▸ Work required
Your answer should be one number: the count of lines in the records that include the word "return".

================

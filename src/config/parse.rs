use std::time::Duration;

use crate::error::ValidationError;

const SECONDS_PER_MINUTE: u64 = 60;

/// Parses `750ms`, `30s` or `2m`; a bare number is seconds.
pub(crate) fn parse_duration_value(value: &str) -> Result<Duration, ValidationError> {
    let value = value.trim();
    if value.is_empty() {
        return Err(ValidationError::DurationEmpty);
    }

    let unit_start = value
        .find(|ch: char| !ch.is_ascii_digit())
        .unwrap_or(value.len());
    let (digits, unit) = value.split_at(unit_start);
    if digits.is_empty() {
        return Err(ValidationError::InvalidDurationFormat {
            value: value.to_owned(),
        });
    }
    let number: u64 = digits
        .parse()
        .map_err(|err| ValidationError::InvalidDurationNumber {
            value: value.to_owned(),
            source: err,
        })?;

    let duration = match unit {
        "ms" => Duration::from_millis(number),
        "" | "s" => Duration::from_secs(number),
        "m" => number
            .checked_mul(SECONDS_PER_MINUTE)
            .map(Duration::from_secs)
            .ok_or(ValidationError::DurationOverflow)?,
        other => {
            return Err(ValidationError::InvalidDurationUnit {
                unit: other.to_owned(),
            });
        }
    };
    non_zero(duration)
}

/// Every configured duration must be positive.
pub(crate) const fn non_zero(duration: Duration) -> Result<Duration, ValidationError> {
    if duration.is_zero() {
        Err(ValidationError::DurationZero)
    } else {
        Ok(duration)
    }
}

================

▸ Exercise solution
3